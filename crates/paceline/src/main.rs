// SPDX-FileCopyrightText: 2026 Paceline Contributors
// SPDX-License-Identifier: MIT OR Apache-2.0

//! Paceline - humanized multi-account chat orchestrator.
//!
//! This is the binary entry point.

#[cfg(not(target_env = "msvc"))]
use tikv_jemallocator::Jemalloc;

#[cfg(not(target_env = "msvc"))]
#[global_allocator]
static GLOBAL: Jemalloc = Jemalloc;

mod driver;
mod serve;

use std::path::{Path, PathBuf};

use chrono::{Local, NaiveTime};
use clap::{Parser, Subcommand};
use paceline_config::PacelineConfig;
use paceline_config::model::parse_time_of_day;
use paceline_engine::is_within_window;

/// Paceline - humanized multi-account chat orchestrator.
#[derive(Parser, Debug)]
#[command(name = "paceline", version, about, long_about = None)]
struct Cli {
    /// Read configuration from this file instead of the default hierarchy.
    #[arg(long, global = true)]
    config: Option<PathBuf>,

    #[command(subcommand)]
    command: Option<Commands>,
}

/// Available subcommands.
#[derive(Subcommand, Debug)]
enum Commands {
    /// Start the orchestration engine.
    Serve,
    /// Load and validate the configuration, then exit.
    CheckConfig,
    /// Evaluate an activation window.
    Window {
        /// Window start, `HH:MM`.
        start: String,
        /// Window end, `HH:MM`. Wraps past midnight when earlier than start.
        end: String,
        /// Time to evaluate, `HH:MM`. Defaults to the local time.
        #[arg(long)]
        at: Option<String>,
    },
}

#[tokio::main]
async fn main() {
    let cli = Cli::parse();

    match cli.command {
        Some(Commands::Serve) => {
            let config = load_or_exit(cli.config.as_deref());
            if let Err(e) = serve::run_serve(config).await {
                eprintln!("error: {e}");
                std::process::exit(1);
            }
        }
        Some(Commands::CheckConfig) => {
            let config = load_or_exit(cli.config.as_deref());
            println!("{}", config_summary(&config));
        }
        Some(Commands::Window { start, end, at }) => {
            match window_report(&start, &end, at.as_deref(), Local::now().time()) {
                Ok(report) => println!("{report}"),
                Err(e) => {
                    eprintln!("error: {e}");
                    std::process::exit(2);
                }
            }
        }
        None => {
            println!("paceline: use --help for available commands");
        }
    }
}

/// Loads and validates configuration, rendering diagnostics and exiting on error.
fn load_or_exit(path: Option<&Path>) -> PacelineConfig {
    let loaded = match path {
        Some(path) => paceline_config::load_and_validate_path(path),
        None => paceline_config::load_and_validate(),
    };
    match loaded {
        Ok(config) => config,
        Err(errors) => {
            paceline_config::render_errors(&errors);
            std::process::exit(1);
        }
    }
}

fn config_summary(config: &PacelineConfig) -> String {
    let scheduled = config
        .accounts
        .iter()
        .filter(|a| a.schedule.is_some())
        .count();
    let proxied = config.accounts.iter().filter(|a| a.proxy.is_some()).count();
    format!(
        "config ok: {} account(s), {scheduled} scheduled, {proxied} behind a proxy",
        config.accounts.len()
    )
}

/// Describes whether `at` (or `now`) falls inside the `start`..`end` window.
fn window_report(
    start: &str,
    end: &str,
    at: Option<&str>,
    now: NaiveTime,
) -> Result<String, String> {
    let parse = |label: &str, value: &str| {
        parse_time_of_day(value).map_err(|e| format!("invalid {label} time `{value}`: {e}"))
    };
    let start_time = parse("start", start)?;
    let end_time = parse("end", end)?;
    let at_time = match at {
        Some(value) => parse("--at", value)?,
        None => now,
    };

    let verdict = if is_within_window(at_time, start_time, end_time) {
        "inside"
    } else {
        "outside"
    };
    Ok(format!(
        "{} is {verdict} the window {}-{}",
        at_time.format("%H:%M"),
        start_time.format("%H:%M"),
        end_time.format("%H:%M"),
    ))
}
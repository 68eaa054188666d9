// SPDX-FileCopyrightText: 2026 Paceline Contributors
// SPDX-License-Identifier: MIT OR Apache-2.0

//! Message statistics.
//!
//! Counters are kept in memory for `stats()`, mirrored to the metrics-rs
//! facade, and forwarded to the store. Store failures are logged only.

use std::collections::BTreeMap;
use std::sync::Mutex;

use metrics::describe_counter;
use paceline_core::{AccountId, AccountStore, StatKind};
use serde::Serialize;
use tracing::warn;

use crate::lock;

/// Counters for one account (or the fleet total).
#[derive(Debug, Clone, Copy, Default, PartialEq, Eq, Serialize)]
pub struct AccountStats {
    /// Inbound messages accepted by the ingest gate.
    pub messages_received: u64,
    /// Replies delivered, whatever their kind.
    pub messages_sent: u64,
    pub sent_text: u64,
    /// Images and videos.
    pub sent_media: u64,
    pub sent_document: u64,
    /// Voice notes and audio files.
    pub sent_audio: u64,
    /// Synthetic auto-warm sends. Not counted in `messages_sent`.
    pub sent_warm: u64,
}

impl AccountStats {
    fn bump(&mut self, stat: StatKind) {
        let counter = match stat {
            StatKind::MessagesReceived => &mut self.messages_received,
            StatKind::MessagesSent => &mut self.messages_sent,
            StatKind::SentText => &mut self.sent_text,
            StatKind::SentMedia => &mut self.sent_media,
            StatKind::SentDocument => &mut self.sent_document,
            StatKind::SentAudio => &mut self.sent_audio,
            StatKind::SentWarm => &mut self.sent_warm,
        };
        *counter += 1;
    }

    fn add(&mut self, other: &AccountStats) {
        self.messages_received += other.messages_received;
        self.messages_sent += other.messages_sent;
        self.sent_text += other.sent_text;
        self.sent_media += other.sent_media;
        self.sent_document += other.sent_document;
        self.sent_audio += other.sent_audio;
        self.sent_warm += other.sent_warm;
    }
}

/// Serializable view returned by `Engine::stats()`.
#[derive(Debug, Clone, Default, PartialEq, Eq, Serialize)]
pub struct StatsSnapshot {
    pub total: AccountStats,
    pub accounts: BTreeMap<String, AccountStats>,
}

/// Register metric descriptions. Safe to call before a recorder is installed.
pub fn register_metrics() {
    describe_counter!(
        "paceline_messages_total",
        "Messages received and sent, by account and kind"
    );
}

#[derive(Default)]
pub struct EngineStats {
    accounts: Mutex<BTreeMap<AccountId, AccountStats>>,
}

impl EngineStats {
    pub fn new() -> Self {
        Self::default()
    }

    /// Increments in memory and in the metrics facade.
    pub fn bump(&self, account: &AccountId, stat: StatKind) {
        lock(&self.accounts)
            .entry(account.clone())
            .or_default()
            .bump(stat);
        metrics::counter!(
            "paceline_messages_total",
            "account" => account.to_string(),
            "kind" => stat.to_string()
        )
        .increment(1);
    }

    /// Increments locally and forwards to the store.
    pub async fn record(&self, store: &dyn AccountStore, account: &AccountId, stat: StatKind) {
        self.bump(account, stat);
        if let Err(e) = store.increment_stat(account, stat).await {
            warn!(account = %account, stat = %stat, error = %e, "failed to persist stat");
        }
    }

    pub fn account(&self, account: &AccountId) -> AccountStats {
        lock(&self.accounts)
            .get(account)
            .copied()
            .unwrap_or_default()
    }

    pub fn forget(&self, account: &AccountId) {
        lock(&self.accounts).remove(account);
    }

    pub fn snapshot(&self) -> StatsSnapshot {
        let accounts = lock(&self.accounts);
        let mut snapshot = StatsSnapshot::default();
        for (id, stats) in accounts.iter() {
            snapshot.total.add(stats);
            snapshot.accounts.insert(id.to_string(), *stats);
        }
        snapshot
    }
}

#[cfg(test)]
mod tests {
    use super::*;

    #[test]
    fn snapshot_sums_accounts() {
        let stats = EngineStats::new();
        let a = AccountId::from("a");
        let b = AccountId::from("b");
        stats.bump(&a, StatKind::MessagesSent);
        stats.bump(&a, StatKind::SentText);
        stats.bump(&b, StatKind::MessagesSent);
        stats.bump(&b, StatKind::SentMedia);

        let snapshot = stats.snapshot();
        assert_eq!(snapshot.total.messages_sent, 2);
        assert_eq!(snapshot.total.sent_media, 1);
        assert_eq!(snapshot.accounts["a"].sent_text, 1);
        assert_eq!(stats.account(&b).sent_media, 1);
    }

    #[test]
    fn snapshot_serializes_with_snake_case_keys() {
        let stats = EngineStats::new();
        stats.bump(&AccountId::from("a"), StatKind::MessagesReceived);
        let json = serde_json::to_value(stats.snapshot()).unwrap();
        assert_eq!(json["total"]["messages_received"], 1);
        assert_eq!(json["accounts"]["a"]["messages_sent"], 0);
    }
}
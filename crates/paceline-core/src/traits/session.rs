// SPDX-FileCopyrightText: 2026 Paceline Contributors
// SPDX-License-Identifier: MIT OR Apache-2.0

//! Remote session driver traits (one session per account).

use std::sync::Arc;

use async_trait::async_trait;
use tokio::sync::mpsc;

use crate::error::PacelineError;
use crate::types::{AccountId, DriverEvent, MediaPayload, ProxyDescriptor};

/// Opens remote chat sessions.
///
/// The factory hands the new session an event sender; lifecycle signals and
/// inbound messages for the account are pushed through it.
#[async_trait]
pub trait SessionFactory: Send + Sync + 'static {
    async fn open(
        &self,
        account: &AccountId,
        proxy: Option<&ProxyDescriptor>,
        events: mpsc::Sender<DriverEvent>,
    ) -> Result<Arc<dyn ChatSession>, PacelineError>;
}

/// A live, authenticated-or-authenticating chat session for one account.
#[async_trait]
pub trait ChatSession: Send + Sync + 'static {
    async fn send_text(&self, to: &str, text: &str) -> Result<(), PacelineError>;

    async fn send_media(&self, to: &str, media: &MediaPayload) -> Result<(), PacelineError>;

    async fn mark_seen(&self, chat_id: &str) -> Result<(), PacelineError>;

    /// Marks a voice message as played.
    async fn mark_played(&self, chat_id: &str, message_id: &str) -> Result<(), PacelineError>;

    async fn set_typing(&self, chat_id: &str, on: bool) -> Result<(), PacelineError>;

    async fn set_recording(&self, chat_id: &str, on: bool) -> Result<(), PacelineError>;

    /// Suspends the session and releases its network resources.
    async fn pause(&self) -> Result<(), PacelineError>;

    /// Reconnects a paused session in place.
    async fn resume(&self) -> Result<(), PacelineError>;

    /// Tears the session down for good.
    async fn close(&self) -> Result<(), PacelineError>;
}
....
◆ Problem description ◆
Within the listing, count the lines that contain the word "None", and give the count by itself.

◆ Answer ◆
4